WORK INSTRUCTIONS: Across the whole listing, filter for the string "EmoticonSentiment" and copy every line that has it.

MATERIAL TO PROCESS:
------------------------

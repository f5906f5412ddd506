//! Concrete feature extractors.
//!
//! Every extractor is a pure `text → f64` function over the shared
//! [`Tokenizer`]; discretization happens in [`Feature`](super::Feature).

use std::sync::Arc;

use regex::Regex;

use crate::errors::Result;
use crate::nlp::{is_negation, EmoticonTable, SentimentLexicon, Tokenizer};
use crate::pipeline::traits::FeatureExtractor;

/// `#word` at the start of the text or after a non-word character.
pub(crate) const HASHTAG_PATTERN: &str = r"(^|\W)#([A-Za-z]+)";

// ─── Part-of-speech features ────────────────────────────────────────────────

/// Number of tokens tagged as adjectives.
#[derive(Debug, Clone, Default)]
pub struct AdjectiveCount {
    tokenizer: Tokenizer,
}

impl AdjectiveCount {
    pub fn new() -> Self {
        Self::default()
    }
}

impl FeatureExtractor for AdjectiveCount {
    fn name(&self) -> &str {
        "adjective_count"
    }

    fn extract(&self, text: &str) -> f64 {
        self.tokenizer
            .tokenize(text)
            .iter()
            .filter(|t| t.pos.is_adjective())
            .count() as f64
    }
}

/// Share of scored adjectives that are positive.
///
/// Adjectives the lexicon does not know are skipped; a score above zero
/// counts as positive and anything else as negative. Returns `0.0` when no
/// adjective is scored.
#[derive(Debug, Clone)]
pub struct AdjectiveRatio {
    tokenizer: Tokenizer,
    lexicon: Arc<dyn SentimentLexicon>,
}

impl AdjectiveRatio {
    pub fn new(lexicon: Arc<dyn SentimentLexicon>) -> Self {
        Self {
            tokenizer: Tokenizer::new(),
            lexicon,
        }
    }
}

impl FeatureExtractor for AdjectiveRatio {
    fn name(&self) -> &str {
        "adjective_ratio"
    }

    fn extract(&self, text: &str) -> f64 {
        let (mut pos, mut neg) = (0usize, 0usize);
        for token in self.tokenizer.tokenize(text) {
            if !token.pos.is_adjective() {
                continue;
            }
            match self.lexicon.polarity(&token.text) {
                Some(score) if score > 0.0 => pos += 1,
                Some(_) => neg += 1,
                None => {}
            }
        }
        let total = pos + neg;
        if total == 0 {
            0.0
        } else {
            pos as f64 / total as f64
        }
    }
}

// ─── Surface features ───────────────────────────────────────────────────────

/// Ratio of shouted words (two or more letters, all uppercase) to words.
#[derive(Debug, Clone, Default)]
pub struct ExcessiveCapitals {
    tokenizer: Tokenizer,
}

impl ExcessiveCapitals {
    pub fn new() -> Self {
        Self::default()
    }
}

fn is_shouted(word: &str) -> bool {
    let mut letters = 0;
    for c in word.chars().filter(|c| c.is_alphabetic()) {
        if !c.is_uppercase() {
            return false;
        }
        letters += 1;
    }
    letters >= 2
}

impl FeatureExtractor for ExcessiveCapitals {
    fn name(&self) -> &str {
        "excessive_capitals"
    }

    fn extract(&self, text: &str) -> f64 {
        let words = self.tokenizer.words(text);
        if words.is_empty() {
            return 0.0;
        }
        let shouted = words.iter().filter(|w| is_shouted(w)).count();
        shouted as f64 / words.len() as f64
    }
}

/// Number of runs of two or more consecutive punctuation tokens.
#[derive(Debug, Clone, Default)]
pub struct ExcessivePunctuation {
    tokenizer: Tokenizer,
}

impl ExcessivePunctuation {
    pub fn new() -> Self {
        Self::default()
    }
}

impl FeatureExtractor for ExcessivePunctuation {
    fn name(&self) -> &str {
        "excessive_punctuation"
    }

    fn extract(&self, text: &str) -> f64 {
        let mut runs = 0usize;
        let mut current = 0usize;
        for token in self.tokenizer.tokenize(text) {
            if token.is_punctuation() {
                current += 1;
                continue;
            }
            if current > 1 {
                runs += 1;
            }
            current = 0;
        }
        if current > 1 {
            runs += 1;
        }
        runs as f64
    }
}

/// Number of `#hashtags`.
#[derive(Debug, Clone)]
pub struct HashtagCount {
    pattern: Regex,
}

impl HashtagCount {
    pub fn new() -> Result<Self> {
        Ok(Self {
            pattern: Regex::new(HASHTAG_PATTERN)?,
        })
    }
}

impl FeatureExtractor for HashtagCount {
    fn name(&self) -> &str {
        "hashtag_count"
    }

    fn extract(&self, text: &str) -> f64 {
        self.pattern.find_iter(text).count() as f64
    }
}

/// `1` when the text holds an odd number of negations, else `0`.
#[derive(Debug, Clone, Default)]
pub struct NegationParity {
    tokenizer: Tokenizer,
}

impl NegationParity {
    pub fn new() -> Self {
        Self::default()
    }
}

impl FeatureExtractor for NegationParity {
    fn name(&self) -> &str {
        "negation_parity"
    }

    fn extract(&self, text: &str) -> f64 {
        let negations = self
            .tokenizer
            .words(text)
            .iter()
            .filter(|w| is_negation(w))
            .count();
        (negations % 2) as f64
    }
}

/// Number of word tokens.
#[derive(Debug, Clone, Default)]
pub struct WordCount {
    tokenizer: Tokenizer,
}

impl WordCount {
    pub fn new() -> Self {
        Self::default()
    }
}

impl FeatureExtractor for WordCount {
    fn name(&self) -> &str {
        "word_count"
    }

    fn extract(&self, text: &str) -> f64 {
        self.tokenizer.words(text).len() as f64
    }
}

/// Sum of emoticon scores over whitespace-separated tokens.
#[derive(Debug, Clone)]
pub struct EmoticonSentiment {
    table: Arc<EmoticonTable>,
}

impl EmoticonSentiment {
    pub fn new(table: Arc<EmoticonTable>) -> Self {
        Self { table }
    }
}

impl FeatureExtractor for EmoticonSentiment {
    fn name(&self) -> &str {
        "emoticon_sentiment"
    }

    fn extract(&self, text: &str) -> f64 {
        text.split_whitespace()
            .filter_map(|tok| self.table.score(tok))
            .sum()
    }
}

------------------------

EXPECTED ANSWER:
pub struct EmoticonSentiment {
impl EmoticonSentiment {
impl FeatureExtractor for EmoticonSentiment {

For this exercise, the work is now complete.